[Records excerpted from a collection]
++++++

//! ILAsm text for an assembly holding a single enum type.

use crate::{
    definition::EnumDefinition,
    error::EnumError,
    export::{
        check_assembly_name, check_namespace, check_values, close_scope, needs_separator,
        open_scope, write_header, CurlyBracketMode, ExportOptions, HeaderMode, Language,
    },
    storage::StorageType,
    utils::collapse_newlines,
};

pub fn export_cil(definition: &EnumDefinition, options: &ExportOptions) -> Result<String, EnumError> {
    let namespace = check_namespace(options.namespace.as_deref())?;
    let assembly_name = check_assembly_name(options, definition)?;
    check_values(definition, options.storage)?;

    let mut builder = options.code_builder();
    let brackets = options.curly_bracket;
    if options.header == HeaderMode::Default {
        write_header(&mut builder, "//");
        builder.write_empty_line();
    }

    open_scope(&mut builder, ".assembly extern mscorlib", brackets);
    builder.write_line(".publickeytoken = (B7 7A 5C 56 19 34 E0 89 )");
    builder.write_line(".ver 4:0:0:0");
    close_scope(&mut builder);
    open_scope(&mut builder, &format!(".assembly {}", assembly_name), brackets);
    builder.write_line(".ver 0:0:0:0");
    close_scope(&mut builder);
    builder.write_line(&format!(".module {}.dll", assembly_name));
    builder.write_empty_line();

    if let Some(namespace) = namespace {
        open_scope(&mut builder, &format!(".namespace {}", namespace), brackets);
    }

    if let Some(doc) = definition.documentation() {
        builder.write_line(&format!("// {}", collapse_newlines(doc)));
    }
    builder.write_line(&format!(".class public auto ansi sealed {}", definition.identifier()));
    match brackets {
        CurlyBracketMode::NewLine => {
            builder.write_line_with("extends [mscorlib]System.Enum", "", 1);
            builder.write_line("{");
        }
        CurlyBracketMode::SameLine => builder.write_line_with("extends [mscorlib]System.Enum {", "", 1),
    }
    builder.begin_indent();

    // Implicit is written as int32.
    let storage = match options.storage {
        StorageType::Implicit => StorageType::Signed32Bit,
        storage => storage,
    };
    let keyword = storage.keyword(Language::Cil).unwrap_or("int32");
    let full_name = match namespace {
        Some(namespace) => format!("{}.{}", namespace, definition.identifier()),
        None => definition.identifier().to_string(),
    };

    builder.write_line(&format!(".field public specialname rtspecialname {} value__", keyword));
    let mut previous = None;
    for entry in definition.entries() {
        if needs_separator(previous, entry) {
            builder.write_empty_line();
        }
        if let Some(doc) = entry.documentation() {
            builder.write_line(&format!("// {}", collapse_newlines(doc)));
        }
        builder.write_line(&format!(
            ".field public static literal valuetype {} '{}' = {}({})",
            full_name,
            entry.name(),
            keyword,
            entry.value()
        ));
        previous = Some(entry);
    }
    close_scope(&mut builder);

    if namespace.is_some() {
        close_scope(&mut builder);
    }

    Ok(builder.build())
}

#[cfg(test)]
mod tests {
    use super::*;
    use crate::builder::EnumBuilder;

    fn definition() -> EnumDefinition {
        let mut builder = EnumBuilder::new("TestEnum").unwrap();
        builder.push_entry("A", 1, Some("First".to_string())).unwrap();
        builder.push_entry("B", 2, None).unwrap();
        builder.build().unwrap()
    }

    #[test]
    fn declares_assembly_and_literals() {
        let options = ExportOptions {
            header: HeaderMode::None,
            ..ExportOptions::default()
        };
        let output = export_cil(&definition(), &options).unwrap();
        assert!(output.starts_with(".assembly extern mscorlib\n{\n"));
        assert!(output.contains(".assembly TestEnum\n{\n    .ver 0:0:0:0\n}\n.module TestEnum.dll\n"));
        assert!(output.contains(".class public auto ansi sealed TestEnum\n    extends [mscorlib]System.Enum\n{\n"));
        assert!(output.contains("    .field public specialname rtspecialname int32 value__\n"));
        assert!(output.contains("    // First\n    .field public static literal valuetype TestEnum 'A' = int32(1)\n\n"));
        assert!(output.ends_with("'B' = int32(2)\n}\n"));
    }

    #[test]
    fn namespace_and_assembly_name() {
        let options = ExportOptions {
            header:  HeaderMode::None,
            storage: StorageType::Unsigned8Bit,
            ..ExportOptions::default()
        }
        .with_namespace("A.B")
        .with_assembly_name("Lib");
        let output = export_cil(&definition(), &options).unwrap();
        assert!(output.contains(".assembly Lib\n"));
        assert!(output.contains(".module Lib.dll\n"));
        assert!(output.contains(".namespace A.B\n{\n    .class public auto ansi sealed TestEnum\n"));
        assert!(output.contains("valuetype A.B.TestEnum 'A' = uint8(1)"));
    }

    #[test]
    fn rejects_invalid_assembly_name() {
        let options = ExportOptions::default().with_assembly_name("Not valid");
        assert!(matches!(
            export_cil(&definition(), &options),
            Err(EnumError::InvalidAssemblyName(name)) if name == "Not valid"
        ));
    }
}
//! Whether a synthesized result is worth proposing.

use super::synthesize::InterpolatedString;

/// A template with no placeholders is just a string literal; rewriting a
/// chain into one is not a conversion to interpolation.
pub fn should_offer(interpolated: &InterpolatedString) -> bool {
    interpolated.placeholder_count() > 0
}

#[cfg(test)]
mod tests {
    use super::*;
    use crate::ast::ExprId;
    use crate::refactor::synthesize::{Placeholder, Segment};

    #[test]
    fn test_text_only_is_not_offered() {
        let result = InterpolatedString::new(vec![Segment::Text("ab".into())]);
        assert!(!should_offer(&result));
        assert!(!should_offer(&InterpolatedString::new(Vec::new())));
    }

    #[test]
    fn test_any_placeholder_is_offered() {
        let result = InterpolatedString::new(vec![Segment::Placeholder(Placeholder {
            node: ExprId(0),
            expr_text: "x".into(),
            parenthesized: false,
        })]);
        assert!(should_offer(&result));
    }
}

++++++

Return a copy of each line in the records above that has "Implicit" in it.

_WRITTEN REPLY_
    // Implicit is written as int32.
        StorageType::Implicit => StorageType::Signed32Bit,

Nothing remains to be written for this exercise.